No disrespect, sir, but Sen. Jim Risch was a constant joke.

There was the goofy video on social media of him jogging away from a relentlessly questioning staffer of the liberal group American Bridge 21st Century, and asking U.S. Capitol Police to intervene. (Risch has wheels for an 80-year-old! OK, he was 79 then.) There’s the fact that Risch is so boot-lickingly Trump-scared that he refused to acknowledge that Jan. 6 rioters wrecked his office. “I don’t do interviews on Jan. 6, but thanks,” NBC News quoted him as saying.

But it was an act of actual boldness that probably irritated Idahoans most — a flagrant abuse of power. Risch made a series of failed attempts to try to reduce airplane noise over his 44-acre Southwest Boise ranch, ignoring what’s best for the rest of us. He hit up everyone from the Boise mayor’s office and the FAA to fellow embarrassing Republican Sen. Ted Cruz.

Risch’s goal was to divert planes taking off from the Boise Airport to fly over parts of Meridian and Nampa instead of his ranch, even though it wouldn’t have been as safe or efficient. “With this latest stunt, it once again looks like Risch represents himself much more than his constituents,” an Idaho Statesman editorial noted.

Why are so many Idaho voters blind to this fact about our politicians?

U.S. Sen. Jim Risch, R-Idaho, delivers the keynote speech during a Boise Metro Chamber event at The Riverside Hotel in Garden City in November of 2023.
U.S. Sen. Jim Risch, R-Idaho, delivers the keynote speech during a Boise Metro Chamber event at The Riverside Hotel in Garden City in November of 2023.

In-N-Out Burger opens, and Idaho loses its mind

In-N-Out Burger coming to the Treasure Valley was a huge deal to tons of Idahoans. Particularly California transplants longing for their iconic fast-food restaurant.

But holy #$%@, did folks go bonkers. When the Meridian store opened in December, they car-camped overnight and froze their butts off. They lined up for a drive-thru wait that reportedly was up to eight hours!

Idaho’s overreaction to a fast-food joint turned into national news. TMZ reported on it. The New York Post reported on it. The Washington Post reported on it.

There was even a thread in Reddit’s hall-of-shame TikTokCringe community, titled in part: “Y’all done lost your gd minds. Imagine having to call off work for this. LMAOOO.” (Ugh, it has 4,500 comments.)

Sure, In-N-Out’s debut here was fun. But it was all pretty embarrassing, too.

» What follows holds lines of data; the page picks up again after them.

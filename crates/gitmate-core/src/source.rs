//! Remote repository reader interface.
//!
//! Directory listings and raw file bodies come from a hosted source-control
//! API; this module holds the provider-neutral types and the reader trait.

use crate::error::{GitMateError, Result};
use async_trait::async_trait;
use serde::{Deserialize, Serialize};
use std::cmp::Ordering;

/// Owner/name pair identifying a hosted repository.
#[derive(Debug, Clone, PartialEq, Eq)]
pub struct RepoCoordinates {
    pub owner: String,
    pub repo: String,
}

impl RepoCoordinates {
    /// Parses `owner/repo` from a repository URL.
    ///
    /// The first two path segments after the host are used; a trailing
    /// `.git` is dropped. URLs without a scheme are accepted.
    ///
    /// # Errors
    ///
    /// Returns `InvalidInput` when fewer than two path segments are present.
    pub fn parse(url: &str) -> Result<Self> {
        let without_scheme = url
            .split_once("://")
            .map(|(_, rest)| rest)
            .unwrap_or(url);
        let without_query = without_scheme
            .split(['?', '#'])
            .next()
            .unwrap_or(without_scheme);

        let mut segments = without_query.split('/').filter(|s| !s.is_empty()).skip(1);

        match (segments.next(), segments.next()) {
            (Some(owner), Some(repo)) => Ok(Self {
                owner: owner.to_string(),
                repo: repo.trim_end_matches(".git").to_string(),
            }),
            _ => Err(GitMateError::invalid_input(format!(
                "'{url}' is not a repository URL (expected https://github.com/<owner>/<repo>)"
            ))),
        }
    }
}

/// Kind of a listing entry.
#[derive(Debug, Clone, Copy, PartialEq, Eq, Hash, Serialize, Deserialize)]
#[serde(rename_all = "lowercase")]
pub enum NodeKind {
    File,
    Dir,
}

/// One entry of a directory listing.
#[derive(Debug, Clone, PartialEq, Eq)]
pub struct RepoNode {
    pub name: String,
    /// Path relative to the repository root
    pub path: String,
    pub kind: NodeKind,
    /// Raw download URL; absent for directories
    pub content_url: Option<String>,
}

impl RepoNode {
    pub fn is_dir(&self) -> bool {
        self.kind == NodeKind::Dir
    }
}

/// Orders directories before files, then by name.
///
/// Names compare case-insensitively; ties fall back to the raw name so the
/// order is total.
pub fn compare_nodes(a: &RepoNode, b: &RepoNode) -> Ordering {
    match (a.kind, b.kind) {
        (NodeKind::Dir, NodeKind::File) => Ordering::Less,
        (NodeKind::File, NodeKind::Dir) => Ordering::Greater,
        _ => a
            .name
            .to_lowercase()
            .cmp(&b.name.to_lowercase())
            .then_with(|| a.name.cmp(&b.name)),
    }
}

/// Sorts a listing in display order.
pub fn sort_nodes(nodes: &mut [RepoNode]) {
    nodes.sort_by(compare_nodes);
}

/// Reads directory listings and file bodies from a hosted repository.
///
/// # Errors
///
/// - `RateLimited` on HTTP 403
/// - `NotFound` on HTTP 404
/// - `Unavailable` on any other failure
#[async_trait]
pub trait RepositoryReader: Send + Sync {
    /// Lists `path` (empty for the root), sorted with [`compare_nodes`].
    async fn list_directory(
        &self,
        coordinates: &RepoCoordinates,
        path: &str,
        token: Option<&str>,
    ) -> Result<Vec<RepoNode>>;

    /// Downloads a file body from a listing's content URL.
    async fn read_file(&self, content_url: &str) -> Result<String>;
}

#[cfg(test)]
mod tests {
    use super::*;

    fn node(name: &str, kind: NodeKind) -> RepoNode {
        RepoNode {
            name: name.to_string(),
            path: name.to_string(),
            kind,
            content_url: None,
        }
    }

    #[test]
    fn test_parse_github_url() {
        let coords = RepoCoordinates::parse("https://github.com/rust-lang/rust").unwrap();
        assert_eq!(coords.owner, "rust-lang");
        assert_eq!(coords.repo, "rust");
    }

    #[test]
    fn test_parse_tolerates_suffixes() {
        let coords =
            RepoCoordinates::parse("https://github.com/o/r.git/tree/main?tab=readme").unwrap();
        assert_eq!(coords.owner, "o");
        assert_eq!(coords.repo, "r");

        let bare = RepoCoordinates::parse("github.com/o/r/").unwrap();
        assert_eq!(bare.repo, "r");
    }

    #[test]
    fn test_parse_rejects_missing_repo() {
        assert!(RepoCoordinates::parse("https://github.com/only-owner").is_err());
        assert!(RepoCoordinates::parse("").is_err());
    }

    #[test]
    fn test_sort_dirs_first_then_alphabetical() {
        let mut nodes = vec![
            node("zeta.rs", NodeKind::File),
            node("src", NodeKind::Dir),
            node("Cargo.toml", NodeKind::File),
            node("docs", NodeKind::Dir),
            node("alpha.rs", NodeKind::File),
        ];
        sort_nodes(&mut nodes);

        let names: Vec<&str> = nodes.iter().map(|n| n.name.as_str()).collect();
        assert_eq!(names, vec!["docs", "src", "alpha.rs", "Cargo.toml", "zeta.rs"]);
    }
}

Which sort of sums up 2023 in Idaho. Happy horrifying New Year!

Idaho’s overreaction to the long-sought arrival of In-N-Out Burger made national headlines. People car-camped overnight. They waited hours-hours for a double-double.
Idaho’s overreaction to the long-sought arrival of In-N-Out Burger made national headlines. People car-camped overnight. They waited hours-hours for a double-double.